L'OTTIMISMO DEL PRESIDENTE. «Le cose non vengono mai da sole e spesso non vengono così rapidamente»
Draghi al Consiglio Europeo - Ap
«Non sono deluso. Non immaginavo una data precisa per la discussione ma il solito rinvio con linguaggio un po’ vago». Insomma, meglio del previsto. Draghi non si smentisce: il bicchiere è sempre mezzo pieno, di fronte ai colpi di freno si fa buon viso e si continua a martellare. Se trapela qualcosa di quella delusione che il premier nega, è nella formula che ripete più volte nella conferenza stampa al termine del Consiglio europeo: «Le cose non vengono mai da sole e spesso non vengono così rapidamente come uno pensava dovessero avvenire».
Il tentativo di accelerare sul tetto al prezzo del gas, il price cap, è riuscito solo in piccola parte. L’ipotesi di un Consiglio eccezionale in luglio, proposto proprio da Draghi, è sfumata. «Giustamente mi è stato fatto osservare che
non abbiamo ancora uno studio ma la commissione ha promesso un rapporto completo per settembre, da discutersi nel Consiglio di ottobre». Non sono i tempi che voleva l’Italia. L’analisi di Draghi è succinta ma chiara: il 70% dei prodotti hanno subito rincari in conseguenza dell’aumento del prezzo dell’energia. È una situazione già vissuta, anche se «la gente ha la memoria corta». Ogni volta che c’è un «forte e protratto aumento di una materia essenziale per la produzione» gli aumenti si allargano. Già oggi non dipendono più solo dal costo dell’energia, che comunque «conta ancora per il 40%».
Insomma, bisognerebbe «agire subito». Velatamente l’ex presidente della Bce prende anche le distanze dalla strategia della Banca, l’aumento dei tassi. Se si intervenisse subito col tetto l’effetto sarebbe anche «un contenimento del rialzo dei tassi di interesse». Ma «ci sono tanti timori, alcuni Paesi sono stati molto esitanti». Certo la posizione della Germania e anche dell’Olanda è molto cambiata e Draghi, che ha spinto più di chiunque altro in questa direzione, ci tiene a segnalarlo.

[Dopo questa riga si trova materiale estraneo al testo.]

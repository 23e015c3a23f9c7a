// src/ingest/providers/acled.rs
use std::time::{Duration, Instant};

use anyhow::{Context, Result};
use async_trait::async_trait;
use chrono::{DateTime, NaiveDate, Utc};
use serde::Deserialize;
use serde_json::{Map, Value};

use crate::ingest::types::{
    CrisisEvent, EventCategory, FetchOptions, Location, SourceProvider, SourceTier,
};
use crate::ingest::{content_hash, get_text, record_parsed};
use crate::scorer::score_threat_level;

pub const ACLED_ENDPOINT: &str = "https://api.acleddata.com/acled/read";
const FIELDS: &str = "event_id_cnty|event_date|event_type|sub_event_type|actor1|country|admin1|latitude|longitude|notes|source";
const DEFAULT_LIMIT: usize = 50;
const LOOKBACK_DAYS: i64 = 7;

#[derive(Debug, Deserialize)]
struct AcledResponse {
    #[serde(default)]
    data: Vec<Map<String, Value>>,
}

/// ACLED event-type taxonomy → canonical category.
pub fn map_category(event_type: &str) -> EventCategory {
    let t = event_type.to_lowercase();
    if t.contains("battle") {
        EventCategory::Conflict
    } else if t.contains("explosion") || t.contains("remote violence") {
        EventCategory::Military
    } else if t.contains("protest") || t.contains("riot") {
        EventCategory::Disaster
    } else if t.contains("violence against civilians") {
        EventCategory::Terrorism
    } else if t.contains("strategic") {
        EventCategory::Diplomatic
    } else {
        EventCategory::Conflict
    }
}

/// ACLED ships some columns as strings, some as numbers depending on the query.
fn field(rec: &Map<String, Value>, key: &str) -> Option<String> {
    match rec.get(key)? {
        Value::String(s) if !s.trim().is_empty() => Some(s.trim().to_string()),
        Value::Number(n) => Some(n.to_string()),
        _ => None,
    }
}

fn coord(rec: &Map<String, Value>, key: &str) -> Option<f64> {
    field(rec, key)?.parse().ok()
}

fn map_record(rec: &Map<String, Value>) -> Option<CrisisEvent> {
    let native_id = field(rec, "event_id_cnty")?;
    let date = NaiveDate::parse_from_str(&field(rec, "event_date")?, "%Y-%m-%d").ok()?;
    let timestamp = date.and_hms_opt(0, 0, 0)?.and_utc();

    let event_type = field(rec, "event_type").unwrap_or_default();
    let sub_type = field(rec, "sub_event_type").unwrap_or_default();
    let country = field(rec, "country");
    let place = field(rec, "admin1")
        .or_else(|| country.clone())
        .unwrap_or_default();

    let category = map_category(&event_type);
    let title = format!("{event_type}: {sub_type} in {place}");
    let summary: String = field(rec, "notes")
        .unwrap_or_default()
        .chars()
        .take(300)
        .collect();
    let level = score_threat_level(&title, &summary, category);

    let location = match (coord(rec, "latitude"), coord(rec, "longitude")) {
        (Some(lat), Some(lng)) => Some(Location {
            lat,
            lng,
            name: place,
            country: country.clone(),
        }),
        _ => None,
    };

    Some(CrisisEvent {
        id: format!("acled:{}", content_hash(&native_id)),
        title,
        summary,
        category,
        level,
        location,
        timestamp,
        source: "acled".to_string(),
        source_tier: SourceTier::Public,
        url: None,
        actor: field(rec, "actor1"),
        entities: None,
    })
}

/// Parse an ACLED `read` response. Records without an id or a valid date are skipped.
pub fn parse_acled(body: &str) -> Result<Vec<CrisisEvent>> {
    let t0 = Instant::now();
    let resp: AcledResponse = serde_json::from_str(body).context("parsing acled json")?;
    let out: Vec<CrisisEvent> = resp.data.iter().filter_map(map_record).collect();
    record_parsed("acled", t0, out.len());
    Ok(out)
}

pub struct AcledProvider {
    endpoint: String,
    api_key: Option<String>,
    email: Option<String>,
    client: reqwest::Client,
    timeout: Duration,
}

impl AcledProvider {
    pub fn new(api_key: Option<String>, email: Option<String>, client: reqwest::Client) -> Self {
        Self {
            endpoint: ACLED_ENDPOINT.to_string(),
            api_key,
            email,
            client,
            timeout: Duration::from_secs(15),
        }
    }

    pub fn with_endpoint(mut self, endpoint: impl Into<String>) -> Self {
        self.endpoint = endpoint.into();
        self
    }

    fn credentials(&self) -> Option<(&str, &str)> {
        Some((self.api_key.as_deref()?, self.email.as_deref()?))
    }

    fn build_url(&self, key: &str, email: &str, options: &FetchOptions) -> Result<String> {
        let since: DateTime<Utc> = options
            .since
            .unwrap_or_else(|| Utc::now() - chrono::Duration::days(LOOKBACK_DAYS));
        let limit = options.limit.unwrap_or(DEFAULT_LIMIT).to_string();
        let url = reqwest::Url::parse_with_params(
            &self.endpoint,
            &[
                ("key", key),
                ("email", email),
                ("event_date", &format!("{}|", since.format("%Y-%m-%d"))),
                ("event_date_where", ">="),
                ("limit", &limit),
                ("fields", FIELDS),
            ],
        )
        .context("building acled url")?;
        Ok(url.into())
    }
}

#[async_trait]
impl SourceProvider for AcledProvider {
    fn id(&self) -> &str {
        "acled"
    }

    fn name(&self) -> &str {
        "ACLED"
    }

    fn tier(&self) -> SourceTier {
        SourceTier::Public
    }

    async fn fetch(&self, options: &FetchOptions) -> Result<Vec<CrisisEvent>> {
        let Some((key, email)) = self.credentials() else {
            tracing::debug!(target: "ingest", "acled credentials missing, skipping");
            return Ok(Vec::new());
        };
        let url = self.build_url(key, email, options)?;
        let body = tokio::time::timeout(self.timeout, get_text(&self.client, &url, "acled"))
            .await
            .context("acled request timed out")??;
        let events = parse_acled(&body)?;
        // date went upstream at day granularity; query is post-hoc
        Ok(options.apply(events, DEFAULT_LIMIT))
    }

    async fn health_check(&self) -> bool {
        self.credentials().is_some()
    }
}

#[cfg(test)]
mod tests {
    use super::*;

    #[test]
    fn taxonomy_mapping() {
        assert_eq!(map_category("Battles"), EventCategory::Conflict);
        assert_eq!(map_category("Explosions/Remote violence"), EventCategory::Military);
        assert_eq!(map_category("Riots"), EventCategory::Disaster);
        assert_eq!(map_category("Violence against civilians"), EventCategory::Terrorism);
        assert_eq!(map_category("Strategic developments"), EventCategory::Diplomatic);
        assert_eq!(map_category(""), EventCategory::Conflict);
    }

    #[test]
    fn numeric_and_string_fields() {
        let body = r#"{"data":[{"event_id_cnty":"SYR1","event_date":"2025-06-09","event_type":"Battles",
            "sub_event_type":"Armed clash","country":"Syria","latitude":35.5,"longitude":"37.1","notes":"n"}]}"#;
        let ev = &parse_acled(body).unwrap()[0];
        assert_eq!(ev.title, "Battles: Armed clash in Syria");
        let loc = ev.location.as_ref().unwrap();
        assert_eq!((loc.lat, loc.lng), (35.5, 37.1));
        assert_eq!(ev.timestamp.to_rfc3339(), "2025-06-09T00:00:00+00:00");
    }

    #[tokio::test]
    async fn missing_credentials_disable_the_source() {
        let p = AcledProvider::new(Some("k".into()), None, reqwest::Client::new());
        assert!(p.fetch(&FetchOptions::default()).await.unwrap().is_empty());
        assert!(!p.health_check().await);
    }
}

Ma dovranno passare almeno altri 4 mesi prima che la Ue si muova sul terreno del prezzo dell’energia, secondo modalità peraltro ancora tutte da definirsi. Di certo c’è solo il fatto che per Draghi la strada sbagliata è quella dei sussidi di Stato perché finisce che altri Paesi comprano l’energia dove grazie ai nostri sussidi il prezzo è più basso». Ma alla domanda precisa su come si possa tradurre in pratica il price cap, se applicandolo solo alla Russia o no, il premier sfugge. Buio pesto.

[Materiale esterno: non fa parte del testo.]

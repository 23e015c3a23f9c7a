//! Crisis pipeline service: binary entrypoint.
//! Loads config and credentials, builds the pipeline and serves it over Axum.

use crisis_pipeline::ingest::config::{load_config_default, Credentials};
use crisis_pipeline::metrics::Metrics;
use crisis_pipeline::{build_state, create_router};
use shuttle_axum::ShuttleAxum;
use tracing_subscriber::{fmt, prelude::*, EnvFilter};

/// Compact logs filtered by `RUST_LOG`. `try_init` so a subscriber already
/// installed by the host runtime wins.
fn init_tracing() {
    let filter = EnvFilter::try_from_default_env()
        .unwrap_or_else(|_| EnvFilter::new("crisis_pipeline=info,warn"));

    let _ = tracing_subscriber::registry()
        .with(filter)
        .with(fmt::layer().compact())
        .try_init();
}

#[shuttle_runtime::main]
async fn axum() -> ShuttleAxum {
    // Load .env in local/dev; no-op in prod environments.
    let _ = dotenvy::dotenv();
    init_tracing();

    let cfg = load_config_default()?;
    let creds = Credentials::from_env();
    let metrics = Metrics::init(cfg.events_ttl_ms)?;

    let router = create_router(build_state(&cfg, &creds)).merge(metrics.router());

    Ok(router.into())
}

La domanda chiave è se l’Italia possa farcela, se ottobre non sia troppo tardi. «Certo che potrebbe essere tardi!», sbotta per un attimo Draghi. Poi recupera, assicura che comunque se dovessero esserci nuove emergenze un Consiglio straordinario sarebbe convocato immediatamente. Sul quadro interno ostenta ottimismo. La dipendenza dal gas russo è stata ridotta dal 40 al 25%.
L’Italia è in grado di fronteggiare l’inverno, grazie alle nuove fonti di rifornimento energetico trovate in questi mesi. Ma per quanto ottimismo il premier si sforzi di diffondere la preoccupazione trapela ed emerge quando, in inglese, risponde a una domanda sulla situazione sul fronte ucraino: «It’s Getting Difficult». Sta diventando difficile: «È diversa da un mese fa, quando gli ucraini avevano respinto i russi». Di un fondo comune europeo, l’Energy Fund, per fronteggiare la crisi si è appena parlato.
Non sarebbe una riproposizione del Recovery Fund anti-Covid: «La Commissione dovrebbe semplicemente accedere al mercato in maniera autonoma per poi prestare ai singoli Paesi». Ma i frugali resistono. La riunione del G7 aiuterà ma non sarà decisiva: «Per gli americani l’importante è il price cap sul petrolio». La Ue insomma si muove, ma con lentezza pachidermica a differenza di quanto avvenne col Covid. E il quadro politico italiano? Quello Draghi lo liquida nel modo più laconico possibile. Dopo la scissione dei 5S si sente più o meno forte: «Uguale». La squadra di governo potrebbe subìre modifiche? «No». I problemi seri non sono certo questi.